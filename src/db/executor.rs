//! Query execution engine.
//!
//! Every operation follows the same lifecycle:
//! - check that parameters and placeholders agree
//! - open one connection through the factory
//! - prepare one statement, bind positionally, execute
//! - drain or abandon the cursor
//! - release statement, cursor and connection on every exit path
//!
//! The `*_on` functions run against an already-open connection and are shared
//! with [`TransactionBoundary`](crate::db::transaction::TransactionBoundary).

use crate::db::driver::{Connection, ConnectionFactory, ConnectionGuard, bind_all};
use crate::db::flavor::DatabaseFlavor;
use crate::db::sql::{call_statement, check_parameter_count};
use crate::error::{DbError, DbResult, DriverError};
use crate::models::{Row, StatementDescriptor, Value};
use std::ops::ControlFlow;
use std::sync::Arc;
use tracing::debug;

/// Query executor that runs statement descriptors on fresh connections.
#[derive(Clone)]
pub struct QueryExecutor {
    factory: Arc<dyn ConnectionFactory>,
    flavor: DatabaseFlavor,
}

impl std::fmt::Debug for QueryExecutor {
    fn fmt(&self, f: &mut std::fmt::Formatter<'_>) -> std::fmt::Result {
        f.debug_struct("QueryExecutor")
            .field("flavor", &self.flavor)
            .finish_non_exhaustive()
    }
}

impl QueryExecutor {
    pub fn new(factory: Arc<dyn ConnectionFactory>, flavor: DatabaseFlavor) -> Self {
        Self { factory, flavor }
    }

    pub fn flavor(&self) -> DatabaseFlavor {
        self.flavor
    }

    pub fn factory(&self) -> &Arc<dyn ConnectionFactory> {
        &self.factory
    }

    /// Run a read statement and collect every row.
    pub fn query(&self, stmt: &StatementDescriptor) -> DbResult<Vec<Row>> {
        let mut rows = Vec::new();
        self.query_with(stmt, |row| {
            rows.push(row);
            Ok(ControlFlow::Continue(()))
        })?;
        Ok(rows)
    }

    /// Run a read statement and hand rows to `on_row` as they are fetched.
    ///
    /// Returning `ControlFlow::Break` stops fetching. The cursor and
    /// connection are released either way, and also when `on_row` fails.
    pub fn query_with<F>(&self, stmt: &StatementDescriptor, mut on_row: F) -> DbResult<()>
    where
        F: FnMut(Row) -> DbResult<ControlFlow<()>>,
    {
        self.with_connection(stmt, |conn| query_on(conn, stmt, &mut on_row))
    }

    /// First column of the first row, or `None` when there are no rows.
    pub fn scalar(&self, stmt: &StatementDescriptor) -> DbResult<Option<Value>> {
        self.with_connection(stmt, |conn| scalar_on(conn, stmt))
    }

    /// Run a write statement and return the affected-row count.
    pub fn execute(&self, stmt: &StatementDescriptor) -> DbResult<u64> {
        self.with_connection(stmt, |conn| execute_on(conn, stmt))
    }

    /// Run an INSERT and return the key the database generated for it.
    pub fn execute_returning_key(&self, stmt: &StatementDescriptor) -> DbResult<Value> {
        let flavor = self.flavor;
        self.with_connection(stmt, |conn| execute_returning_key_on(conn, stmt, flavor))
    }

    /// Call a stored routine and collect its result rows.
    pub fn call_query(&self, routine: &str, params: Vec<Value>) -> DbResult<Vec<Row>> {
        self.query(&call_statement(self.flavor, routine, params)?)
    }

    /// Call a stored routine and return the first column of its first row.
    pub fn call_scalar(&self, routine: &str, params: Vec<Value>) -> DbResult<Option<Value>> {
        self.scalar(&call_statement(self.flavor, routine, params)?)
    }

    /// Call a stored routine and return the affected-row count.
    pub fn call_execute(&self, routine: &str, params: Vec<Value>) -> DbResult<u64> {
        self.execute(&call_statement(self.flavor, routine, params)?)
    }

    fn with_connection<R>(
        &self,
        stmt: &StatementDescriptor,
        op: impl FnOnce(&mut dyn Connection) -> DbResult<R>,
    ) -> DbResult<R> {
        check_parameter_count(stmt, self.flavor)?;

        debug!(
            sql = %stmt.sql(),
            params = stmt.params().len(),
            flavor = %self.flavor,
            "Executing statement"
        );

        let mut conn = ConnectionGuard::open(self.factory.as_ref())?;
        // On error the guard closes the connection as it drops.
        let result = op(&mut *conn)?;
        conn.close()?;
        Ok(result)
    }
}

/// Stream the rows of `stmt` on `conn` into `on_row`.
pub fn query_on<F>(conn: &mut dyn Connection, stmt: &StatementDescriptor, on_row: F) -> DbResult<()>
where
    F: FnMut(Row) -> DbResult<ControlFlow<()>>,
{
    let mut on_row = on_row;
    let mut prepared = conn
        .prepare(stmt.sql())
        .map_err(|e| DbError::execution("prepare", e))?;
    bind_all(prepared.as_mut(), stmt.params()).map_err(|e| DbError::execution("bind", e))?;

    let mut cursor = prepared
        .query()
        .map_err(|e| DbError::execution("query", e))?;
    let mut fetched = 0usize;
    while let Some(row) = cursor
        .next_row()
        .map_err(|e| DbError::execution("fetch", e))?
    {
        fetched += 1;
        if on_row(row)?.is_break() {
            debug!(rows = fetched, "Row consumer stopped early");
            break;
        }
    }
    Ok(())
}

/// First column of the first row of `stmt` on `conn`.
pub fn scalar_on(conn: &mut dyn Connection, stmt: &StatementDescriptor) -> DbResult<Option<Value>> {
    let mut first = None;
    query_on(conn, stmt, |row| {
        first = row.get_index(0).cloned();
        Ok(ControlFlow::Break(()))
    })?;
    Ok(first)
}

/// Execute `stmt` on `conn` and return the affected-row count.
pub fn execute_on(conn: &mut dyn Connection, stmt: &StatementDescriptor) -> DbResult<u64> {
    let mut prepared = conn
        .prepare(stmt.sql())
        .map_err(|e| DbError::execution("prepare", e))?;
    bind_all(prepared.as_mut(), stmt.params()).map_err(|e| DbError::execution("bind", e))?;
    let rows_affected = prepared
        .execute()
        .map_err(|e| DbError::execution("execute", e))?;
    debug!(rows_affected = rows_affected, "Statement executed");
    Ok(rows_affected)
}

/// Execute an INSERT on `conn` and return its generated key.
///
/// On flavors with `RETURNING` the key is the first column of the first
/// returned row; otherwise it is whatever the driver reports after execute.
pub fn execute_returning_key_on(
    conn: &mut dyn Connection,
    stmt: &StatementDescriptor,
    flavor: DatabaseFlavor,
) -> DbResult<Value> {
    let key = if flavor.returns_generated_keys() {
        scalar_on(conn, stmt)?
    } else {
        let mut prepared = conn
            .prepare(stmt.sql())
            .map_err(|e| DbError::execution("prepare", e))?;
        bind_all(prepared.as_mut(), stmt.params()).map_err(|e| DbError::execution("bind", e))?;
        prepared
            .execute()
            .map_err(|e| DbError::execution("execute", e))?;
        prepared.generated_key()
    };

    match key {
        Some(key) if !key.is_null() => {
            debug!(key = ?key, "Generated key returned");
            Ok(key)
        }
        _ => Err(DbError::execution(
            "execute returning key",
            DriverError::new("driver reported no generated key"),
        )),
    }
}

» **Assigned task**
The span to give again runs from the line with "scalar_on(conn, stmt)?" through the last line of the records above; reproduce it exactly and nothing more.

» **Reply**
        scalar_on(conn, stmt)?
    } else {
        let mut prepared = conn
            .prepare(stmt.sql())
            .map_err(|e| DbError::execution("prepare", e))?;
        bind_all(prepared.as_mut(), stmt.params()).map_err(|e| DbError::execution("bind", e))?;
        prepared
            .execute()
            .map_err(|e| DbError::execution("execute", e))?;
        prepared.generated_key()
    };

    match key {
        Some(key) if !key.is_null() => {
            debug!(key = ?key, "Generated key returned");
            Ok(key)
        }
        _ => Err(DbError::execution(
            "execute returning key",
            DriverError::new("driver reported no generated key"),
        )),
    }
}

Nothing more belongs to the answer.